I recommended surgery for him even though he was geriatric ferret. I planned to remove his enlarged left adrenal gland, check his pancreas for any insulinoma nodules and check his stomach to make sure he did not have anything in there that should not be there, such as a foreign body.

This exploratory surgery was anything but routine. The ferret did indeed have a small foreign body in his stomach. The small piece of fabric was removed from the stomach, and it was sutured closed. So far so good.

necrotic ferret spleen
© Courtesy Dr. Jerry Murray
The brown oval was the cause of the firm mass in the ferret's abdomen; and it turned out to be a necrotic spleen.
normal ferret spleen
© Courtesy Dr. Jerry Murray
The black arrow points to a normal ferret spleen. The color is the most obvious difference between a normal ferret spleen and the necrotic ferret spleen above.

His respiration and heart rate were both fine as the big mass was found. Surprisingly the mass was not I expected. It was definitely not the left adrenal gland, but what the heck was it? It looked like a large kidney, but it was not the left kidney either. I continued checking the other organs, and by the process of elimination it was actually the weirdest spleen I had ever seen! Fortunately his pancreas, GI tract, and abdominal lymph nodes all appeared normal. His vital signs remained good as I closed his abdomen. He recovered just fine from the surgery, and his appetite improved quickly after the surgery.

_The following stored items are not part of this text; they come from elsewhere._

pub mod attributes;
pub mod backend;
pub mod bridge;
pub mod completion;
pub mod directives;
pub mod document;
pub mod events;
pub mod expression;
pub mod fragment;
pub mod lineindex;
pub mod magics;
pub mod matcher;
pub mod modifiers;
pub mod tsserver;
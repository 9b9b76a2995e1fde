/// Magic properties reachable with the `$` sigil inside reactive expressions.
#[derive(Debug, Clone, Copy)]
pub struct Magic {
    pub name: &'static str,
    pub documentation: &'static str,
}

pub const MAGICS: &[Magic] = &[Magic {
    name: "el",
    documentation: "\
Property that can be used to retrieve the current DOM node.
**Example:**
```html
<button @click=\"$el.innerHTML = 'Hello World!'\">Replace me with \"Hello World!\"</button>
```
",
}];
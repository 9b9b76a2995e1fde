use dashmap::DashMap;
use log::debug;
use ropey::Rope;
use tower_lsp::jsonrpc::Result;
use tower_lsp::lsp_types::{
    CompletionOptions, CompletionParams, CompletionResponse, DidChangeTextDocumentParams,
    DidCloseTextDocumentParams, DidOpenTextDocumentParams, InitializeParams, InitializeResult,
    InitializedParams, ServerCapabilities, TextDocumentSyncCapability, TextDocumentSyncKind,
};
use tower_lsp::{Client, LanguageServer};

use crate::bridge::ExpressionBridge;
use crate::completion::resolve_completions;

pub struct Backend {
    pub client: Client,
    pub document_map: DashMap<String, Rope>,
    pub bridge: Option<ExpressionBridge>,
}

impl Backend {
    pub fn new(client: Client, bridge: Option<ExpressionBridge>) -> Self {
        Self {
            client,
            document_map: DashMap::new(),
            bridge,
        }
    }

    fn on_change(&self, uri: String, text: &str) {
        debug!("document changed: {uri}");
        self.document_map.insert(uri, Rope::from_str(text));
    }
}

#[tower_lsp::async_trait]
impl LanguageServer for Backend {
    async fn initialize(&self, _: InitializeParams) -> Result<InitializeResult> {
        Ok(InitializeResult {
            server_info: None,
            capabilities: ServerCapabilities {
                text_document_sync: Some(TextDocumentSyncCapability::Kind(
                    TextDocumentSyncKind::FULL,
                )),
                completion_provider: Some(CompletionOptions {
                    resolve_provider: Some(false),
                    trigger_characters: Some(vec![
                        ".".to_string(),
                        "@".to_string(),
                        ":".to_string(),
                        "$".to_string(),
                    ]),
                    ..Default::default()
                }),
                ..ServerCapabilities::default()
            },
            ..Default::default()
        })
    }

    async fn initialized(&self, _: InitializedParams) {
        debug!("initialized!");
    }

    async fn shutdown(&self) -> Result<()> {
        Ok(())
    }

    async fn did_open(&self, params: DidOpenTextDocumentParams) {
        self.on_change(
            params.text_document.uri.to_string(),
            &params.text_document.text,
        );
    }

    async fn did_change(&self, params: DidChangeTextDocumentParams) {
        if let Some(change) = params.content_changes.into_iter().next() {
            self.on_change(params.text_document.uri.to_string(), &change.text);
        }
    }

    async fn did_close(&self, params: DidCloseTextDocumentParams) {
        self.document_map.remove(params.text_document.uri.as_str());
        debug!("document closed: {}", params.text_document.uri);
    }

    async fn completion(&self, params: CompletionParams) -> Result<Option<CompletionResponse>> {
        let uri = params.text_document_position.text_document.uri.to_string();
        let position = params.text_document_position.position;

        let Some(rope) = self.document_map.get(&uri) else {
            return Ok(None);
        };
        let text = rope.to_string();
        drop(rope);

        let items = resolve_completions(&uri, &text, position, self.bridge.as_ref()).await;
        Ok(Some(CompletionResponse::Array(items)))
    }
}
use std::process::Stdio;
use std::sync::atomic::{AtomicI64, Ordering};
use std::sync::Arc;

use dashmap::DashMap;
use log::{debug, warn};
use serde_json::{json, Value};
use tokio::io::{AsyncBufReadExt, AsyncReadExt, AsyncWriteExt, BufReader};
use tokio::process::{ChildStdin, Command};
use tokio::sync::{oneshot, Mutex};
use tower_lsp::async_trait;
use tower_lsp::lsp_types::Position;

use crate::bridge::{BridgeError, ExpressionIntelligence, RemoteCompletions};

/// JSON-RPC client for a `typescript-language-server --stdio` child process.
/// Messages use the standard `Content-Length` framing; responses are routed
/// back to callers through a pending map keyed by request id.
pub struct TsServerCapability {
    writer: Mutex<ChildStdin>,
    pending: Arc<DashMap<i64, oneshot::Sender<Value>>>,
    next_id: AtomicI64,
}

impl TsServerCapability {
    pub async fn spawn() -> Result<Arc<Self>, BridgeError> {
        let mut child = Command::new("typescript-language-server")
            .arg("--stdio")
            .stdin(Stdio::piped())
            .stdout(Stdio::piped())
            .stderr(Stdio::null())
            .kill_on_drop(true)
            .spawn()?;

        let stdin = child.stdin.take().ok_or(BridgeError::ServiceGone)?;
        let stdout = child.stdout.take().ok_or(BridgeError::ServiceGone)?;

        let pending: Arc<DashMap<i64, oneshot::Sender<Value>>> = Arc::new(DashMap::new());
        let reader_pending = pending.clone();
        tokio::spawn(async move {
            let mut reader = BufReader::new(stdout);
            loop {
                match read_message(&mut reader).await {
                    Ok(Some(message)) => {
                        let Some(id) = message.get("id").and_then(Value::as_i64) else {
                            continue;
                        };
                        if let Some((_, tx)) = reader_pending.remove(&id) {
                            let _ = tx.send(message);
                        }
                    }
                    Ok(None) => break,
                    Err(err) => {
                        warn!("expression service stream error: {err}");
                        break;
                    }
                }
            }
            debug!("expression service stream closed");
            reader_pending.clear();
        });

        let capability = Arc::new(Self {
            writer: Mutex::new(stdin),
            pending,
            next_id: AtomicI64::new(1),
        });

        capability
            .request(
                "initialize",
                json!({
                    "processId": std::process::id(),
                    "rootUri": null,
                    "capabilities": {},
                }),
            )
            .await?;
        capability.notify("initialized", json!({})).await?;

        Ok(capability)
    }

    async fn send(&self, payload: &Value) -> Result<(), BridgeError> {
        let body = serde_json::to_string(payload)?;
        let framed = format!("Content-Length: {}\r\n\r\n{}", body.len(), body);
        let mut writer = self.writer.lock().await;
        writer.write_all(framed.as_bytes()).await?;
        writer.flush().await?;
        Ok(())
    }

    async fn request(&self, method: &str, params: Value) -> Result<Value, BridgeError> {
        let id = self.next_id.fetch_add(1, Ordering::SeqCst);
        let (tx, rx) = oneshot::channel();
        self.pending.insert(id, tx);

        let payload = json!({
            "jsonrpc": "2.0",
            "id": id,
            "method": method,
            "params": params,
        });
        if let Err(err) = self.send(&payload).await {
            self.pending.remove(&id);
            return Err(err);
        }

        let mut response = rx.await.map_err(|_| BridgeError::ServiceGone)?;
        Ok(response
            .get_mut("result")
            .map(Value::take)
            .unwrap_or(Value::Null))
    }

    async fn notify(&self, method: &str, params: Value) -> Result<(), BridgeError> {
        self.send(&json!({
            "jsonrpc": "2.0",
            "method": method,
            "params": params,
        }))
        .await
    }
}

async fn read_message<R>(reader: &mut BufReader<R>) -> Result<Option<Value>, BridgeError>
where
    R: tokio::io::AsyncRead + Unpin,
{
    let mut content_length: Option<usize> = None;
    loop {
        let mut line = String::new();
        if reader.read_line(&mut line).await? == 0 {
            return Ok(None);
        }
        let line = line.trim_end();
        if line.is_empty() {
            break;
        }
        if let Some(value) = line.strip_prefix("Content-Length:") {
            content_length = value.trim().parse().ok();
        }
    }

    let Some(length) = content_length else {
        return Ok(None);
    };
    let mut body = vec![0u8; length];
    reader.read_exact(&mut body).await?;
    Ok(Some(serde_json::from_slice(&body)?))
}

#[async_trait]
impl ExpressionIntelligence for TsServerCapability {
    async fn open_document(&self, uri: &str, version: i32, text: &str) -> Result<(), BridgeError> {
        self.notify(
            "textDocument/didOpen",
            json!({
                "textDocument": {
                    "uri": uri,
                    "languageId": "javascript",
                    "version": version,
                    "text": text,
                }
            }),
        )
        .await
    }

    async fn change_document(
        &self,
        uri: &str,
        version: i32,
        text: &str,
    ) -> Result<(), BridgeError> {
        self.notify(
            "textDocument/didChange",
            json!({
                "textDocument": { "uri": uri, "version": version },
                "contentChanges": [{ "text": text }],
            }),
        )
        .await
    }

    async fn complete(
        &self,
        uri: &str,
        position: Position,
    ) -> Result<RemoteCompletions, BridgeError> {
        let result = self
            .request(
                "textDocument/completion",
                json!({
                    "textDocument": { "uri": uri },
                    "position": { "line": position.line, "character": position.character },
                }),
            )
            .await?;
        if result.is_null() {
            return Ok(RemoteCompletions::Items(Vec::new()));
        }
        Ok(serde_json::from_value(result)?)
    }
}

#[cfg(test)]
mod tests {
    use super::*;

    #[tokio::test]
    async fn reads_framed_messages() {
        let body = r#"{"jsonrpc":"2.0","id":7,"result":[]}"#;
        let wire = format!("Content-Length: {}\r\n\r\n{}", body.len(), body);
        let mut reader = BufReader::new(wire.as_bytes());
        let message = read_message(&mut reader).await.unwrap().unwrap();
        assert_eq!(message["id"], 7);
        assert!(read_message(&mut reader).await.unwrap().is_none());
    }

    #[tokio::test]
    async fn tolerates_extra_headers() {
        let body = r#"{"jsonrpc":"2.0","method":"x"}"#;
        let wire = format!(
            "Content-Type: application/vscode-jsonrpc\r\nContent-Length: {}\r\n\r\n{}",
            body.len(),
            body
        );
        let mut reader = BufReader::new(wire.as_bytes());
        let message = read_message(&mut reader).await.unwrap().unwrap();
        assert_eq!(message["method"], "x");
    }
}
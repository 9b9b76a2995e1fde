use crate::lineindex::LineIndex;

/// Attribute that marks an element as data-defining.
pub const DATA_ATTRIBUTE: &str = "x-data";

const VOID_ELEMENTS: &[&str] = &[
    "area", "base", "br", "col", "embed", "hr", "img", "input", "link", "meta", "param", "source",
    "track", "wbr",
];

/// One element of the markup tree. The range runs from the opening `<` to
/// just past the closing tag, or to the end of the document for unterminated
/// elements. Containment is inclusive of both endpoints so a cursor resting
/// exactly on the boundary still resolves to the element.
#[derive(Debug, Clone)]
pub struct ElementNode {
    pub tag_name: String,
    pub attributes: Vec<(String, Option<String>)>,
    pub start: usize,
    pub end: usize,
    pub parent: Option<usize>,
}

impl ElementNode {
    /// Case-insensitive attribute lookup returning the raw value text.
    pub fn attribute(&self, name: &str) -> Option<&str> {
        self.attributes
            .iter()
            .find(|(attr_name, _)| attr_name.eq_ignore_ascii_case(name))
            .map(|(_, value)| value.as_deref().unwrap_or(""))
    }

    pub fn data_expression(&self) -> Option<&str> {
        self.attribute(DATA_ATTRIBUTE)
    }

    fn contains(&self, offset: usize) -> bool {
        self.start <= offset && offset <= self.end
    }
}

#[derive(Debug, Clone)]
pub struct MarkupDocument {
    pub elements: Vec<ElementNode>,
    pub line_index: LineIndex,
}

impl MarkupDocument {
    pub fn parse(text: &str) -> Self {
        let line_index = LineIndex::new(text);
        let elements = ElementScanner::new(text).scan();
        Self {
            elements,
            line_index,
        }
    }

    /// Innermost element whose range contains `offset`. Children are emitted
    /// after their parents, so the last match in document order is the
    /// innermost one.
    pub fn element_at(&self, offset: usize) -> Option<usize> {
        self.elements
            .iter()
            .enumerate()
            .filter(|(_, element)| element.contains(offset))
            .map(|(idx, _)| idx)
            .last()
    }

    /// Lowercased attribute names already written on the innermost element
    /// containing `offset`.
    pub fn attributes_at(&self, offset: usize) -> Vec<String> {
        let Some(idx) = self.element_at(offset) else {
            return Vec::new();
        };
        self.elements[idx]
            .attributes
            .iter()
            .map(|(name, _)| name.to_ascii_lowercase())
            .collect()
    }

    /// Ordered chain of `x-data` expression strings visible at `offset`,
    /// innermost first. Starts at the innermost data-defining element whose
    /// range contains the offset and collects every data-defining ancestor
    /// above it. Empty when no data-defining element encloses the cursor.
    pub fn scope_chain(&self, offset: usize) -> Vec<&str> {
        let mut chain = Vec::new();
        let innermost = self
            .elements
            .iter()
            .enumerate()
            .filter(|(_, element)| element.data_expression().is_some() && element.contains(offset))
            .map(|(idx, _)| idx)
            .last();
        let Some(start) = innermost else {
            return chain;
        };

        if let Some(expr) = self.elements[start].data_expression() {
            chain.push(expr);
        }
        let mut current = start;
        while let Some(parent) = self.elements[current].parent {
            if let Some(expr) = self.elements[parent].data_expression() {
                chain.push(expr);
            }
            current = parent;
        }
        chain
    }
}

/// Single-pass scanner building the element tree. Quote-aware inside tags so
/// `<`, `>`, and `/` literals in attribute values do not break nesting.
struct ElementScanner<'a> {
    text: &'a str,
    bytes: &'a [u8],
    idx: usize,
    open: Vec<usize>,
    elements: Vec<ElementNode>,
}

impl<'a> ElementScanner<'a> {
    fn new(text: &'a str) -> Self {
        Self {
            text,
            bytes: text.as_bytes(),
            idx: 0,
            open: Vec::new(),
            elements: Vec::new(),
        }
    }

    fn scan(mut self) -> Vec<ElementNode> {
        let len = self.bytes.len();
        while self.idx < len {
            let Some(rel) = self.text[self.idx..].find('<') else {
                break;
            };
            let tag_start = self.idx + rel;
            self.idx = tag_start + 1;
            if self.idx >= len {
                break;
            }

            match self.bytes[self.idx] {
                b'/' => {
                    self.idx += 1;
                    self.handle_closing_tag();
                }
                b'!' | b'?' => self.skip_to_tag_end(),
                _ => self.handle_opening_tag(tag_start),
            }
        }

        // Anything still open runs to the end of the document.
        let end = self.text.len();
        for idx in self.open.drain(..) {
            self.elements[idx].end = end;
        }
        self.elements
    }

    fn handle_closing_tag(&mut self) {
        let name_start = self.idx;
        let len = self.bytes.len();
        while self.idx < len && self.bytes[self.idx] != b'>' {
            self.idx += 1;
        }
        let name = self.text[name_start..self.idx]
            .trim()
            .to_ascii_lowercase();
        let close_end = if self.idx < len {
            self.idx += 1;
            self.idx
        } else {
            len
        };

        let matched = self
            .open
            .iter()
            .rposition(|&idx| self.elements[idx].tag_name == name);
        if let Some(pos) = matched {
            // Elements left open above the match close implicitly where the
            // closing tag begins.
            let implicit_end = close_end.saturating_sub(name.len() + 3);
            for &idx in &self.open[pos + 1..] {
                self.elements[idx].end = implicit_end.max(self.elements[idx].start);
            }
            let idx = self.open[pos];
            self.elements[idx].end = close_end;
            self.open.truncate(pos);
        }
    }

    fn handle_opening_tag(&mut self, tag_start: usize) {
        let len = self.bytes.len();
        let mut cursor = self.idx;
        let mut in_quote: Option<u8> = None;
        while cursor < len {
            let ch = self.bytes[cursor];
            if let Some(quote) = in_quote {
                if ch == quote {
                    in_quote = None;
                }
            } else if ch == b'"' || ch == b'\'' {
                in_quote = Some(ch);
            } else if ch == b'>' {
                break;
            }
            cursor += 1;
        }

        // An unterminated tag (still being typed) runs to the document end.
        let terminated = cursor < len;
        let tag_end = cursor;
        self.idx = if terminated { cursor + 1 } else { len };

        let mut name_cursor = tag_start + 1;
        while name_cursor < tag_end
            && !self.bytes[name_cursor].is_ascii_whitespace()
            && !matches!(self.bytes[name_cursor], b'/' | b'>')
        {
            name_cursor += 1;
        }
        let tag_name = self.text[tag_start + 1..name_cursor].to_ascii_lowercase();
        if tag_name.is_empty() {
            return;
        }

        let attributes = self.parse_attributes(name_cursor, tag_end);
        let self_closing = terminated && self.bytes[tag_end.saturating_sub(1)] == b'/';
        let void = VOID_ELEMENTS.contains(&tag_name.as_str());

        let node = ElementNode {
            tag_name,
            attributes,
            start: tag_start,
            end: self.idx,
            parent: self.open.last().copied(),
        };
        let idx = self.elements.len();
        self.elements.push(node);

        if terminated && !self_closing && !void {
            self.open.push(idx);
        }
    }

    fn parse_attributes(&self, mut cursor: usize, tag_end: usize) -> Vec<(String, Option<String>)> {
        let mut attributes = Vec::new();
        while cursor < tag_end {
            while cursor < tag_end && self.bytes[cursor].is_ascii_whitespace() {
                cursor += 1;
            }
            if cursor >= tag_end {
                break;
            }
            if self.bytes[cursor] == b'/' {
                cursor += 1;
                continue;
            }

            let name_start = cursor;
            while cursor < tag_end
                && !self.bytes[cursor].is_ascii_whitespace()
                && !matches!(self.bytes[cursor], b'=' | b'/')
            {
                cursor += 1;
            }
            if name_start == cursor {
                break;
            }
            let name = self.text[name_start..cursor].to_string();

            while cursor < tag_end && self.bytes[cursor].is_ascii_whitespace() {
                cursor += 1;
            }

            let value = if cursor < tag_end && self.bytes[cursor] == b'=' {
                cursor += 1;
                while cursor < tag_end && self.bytes[cursor].is_ascii_whitespace() {
                    cursor += 1;
                }
                if cursor < tag_end && matches!(self.bytes[cursor], b'"' | b'\'') {
                    let quote = self.bytes[cursor];
                    cursor += 1;
                    let value_start = cursor;
                    while cursor < tag_end && self.bytes[cursor] != quote {
                        cursor += 1;
                    }
                    let value = self.text[value_start..cursor].to_string();
                    if cursor < tag_end {
                        cursor += 1;
                    }
                    Some(value)
                } else {
                    let value_start = cursor;
                    while cursor < tag_end
                        && !self.bytes[cursor].is_ascii_whitespace()
                        && self.bytes[cursor] != b'/'
                    {
                        cursor += 1;
                    }
                    Some(self.text[value_start..cursor].to_string())
                }
            } else {
                None
            };

            attributes.push((name, value));
        }
        attributes
    }

    fn skip_to_tag_end(&mut self) {
        let len = self.bytes.len();
        while self.idx < len {
            if self.bytes[self.idx] == b'>' {
                self.idx += 1;
                return;
            }
            self.idx += 1;
        }
    }
}
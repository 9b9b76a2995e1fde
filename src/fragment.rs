use tower_lsp::lsp_types::Position;

use crate::lineindex::LineIndex;

/// Lines of context kept on each side of the cursor when slicing a fragment.
pub const FRAGMENT_WINDOW_LINES: u32 = 20;

/// A bounded window of document text around the cursor. `before` ends exactly
/// at the cursor offset and `after` begins exactly there.
#[derive(Debug, Clone)]
pub struct Fragment<'a> {
    pub before: &'a str,
    pub after: &'a str,
}

pub fn extract_fragment<'a>(
    text: &'a str,
    index: &LineIndex,
    position: &Position,
    max_lines: u32,
) -> Fragment<'a> {
    let cursor = floor_char_boundary(text, index.clamped_offset(position));
    let start_line = position.line.saturating_sub(max_lines);
    let start = index.line_start(start_line).unwrap_or(0).min(cursor);
    let end_line = position.line.saturating_add(max_lines);
    let end = index
        .line_start(end_line)
        .unwrap_or(text.len())
        .max(cursor);

    Fragment {
        before: &text[start..cursor],
        after: &text[cursor..end],
    }
}

fn floor_char_boundary(text: &str, mut offset: usize) -> usize {
    offset = offset.min(text.len());
    while offset > 0 && !text.is_char_boundary(offset) {
        offset -= 1;
    }
    offset
}

/// Whether the cursor sits inside an open tag's attribute area: the last `<`
/// in the window must come strictly after both the last `>` and the last `/`.
/// Windowed and tolerant of malformed markup outside the window.
pub fn is_in_open_tag(before: &str) -> bool {
    let last_lt = before.rfind('<').map(|i| i as isize).unwrap_or(-1);
    let last_gt = before.rfind('>').map(|i| i as isize).unwrap_or(-1);
    let last_slash = before.rfind('/').map(|i| i as isize).unwrap_or(-1);
    last_lt > last_gt && last_lt > last_slash
}

/// Double-quote parity over the fragment. A deliberate approximation: it is
/// only correct while the window does not cut through an odd number of
/// balanced quoted regions, and escaped quotes are not honored.
pub fn in_quoted_value(before: &str) -> bool {
    before.matches('"').count() % 2 == 1
}

/// Reconstructs the unterminated expression the user is typing: everything
/// after the last quote in `before`, joined with everything in `after` up to
/// the next quote or the end of the window.
pub fn live_snippet(before: &str, after: &str) -> String {
    let head = match before.rfind('"') {
        Some(idx) => &before[idx + 1..],
        None => before,
    };
    let tail = match after.find('"') {
        Some(idx) => &after[..idx],
        None => after,
    };
    format!("{head}{tail}")
}

#[cfg(test)]
mod tests {
    use super::*;

    fn fragment<'a>(text: &'a str, line: u32, character: u32) -> Fragment<'a> {
        let index = LineIndex::new(text);
        extract_fragment(text, &index, &Position::new(line, character), 2)
    }

    #[test]
    fn splits_exactly_at_the_cursor() {
        let frag = fragment("ab\ncd\nef", 1, 1);
        assert_eq!(frag.before, "ab\nc");
        assert_eq!(frag.after, "d\nef");
    }

    #[test]
    fn window_truncates_to_available_lines() {
        let text = "1\n2\n3\n4\n5\n6\n7";
        let frag = fragment(text, 3, 0);
        assert_eq!(frag.before, "2\n3\n");
        assert_eq!(frag.after, "4\n5\n");

        let frag = fragment(text, 0, 0);
        assert_eq!(frag.before, "");
        let frag = fragment(text, 6, 1);
        assert_eq!(frag.after, "");
    }

    #[test]
    fn open_tag_detection() {
        assert!(is_in_open_tag("<div "));
        assert!(is_in_open_tag("<p>text</p>\n<div x-"));
        assert!(!is_in_open_tag("<div>text"));
        assert!(!is_in_open_tag("</div"));
        assert!(!is_in_open_tag("plain text"));
    }

    #[test]
    fn quote_parity() {
        assert!(!in_quoted_value("<div x-"));
        assert!(in_quoted_value("<div x-text=\"cou"));
        assert!(!in_quoted_value("<div x-data=\"{}\" x-"));
    }

    #[test]
    fn snippet_joins_across_the_cursor() {
        assert_eq!(live_snippet("<span x-text=\"cou", "\"></span>"), "cou");
        assert_eq!(live_snippet("<span x-text=\"a + ", "b\">"), "a + b");
        assert_eq!(live_snippet("no quotes ", "at all"), "no quotes at all");
    }
}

The spleen was sent out to a veterinary pathologist to find out what was wrong with it. The pathologist was not sure what it was upon first examination either. After further review, under the microscope, a diagnosis of necrosis of the spleen was made. Necrosis of the spleen is sometimes seen with trauma or twisting of the spleen that results in a loss of the blood supply to the spleen.

No trauma or abnormal event had happened to this ferret, so what caused the necrosis of his spleen is still unknown. I am just glad he is doing better after the surgery.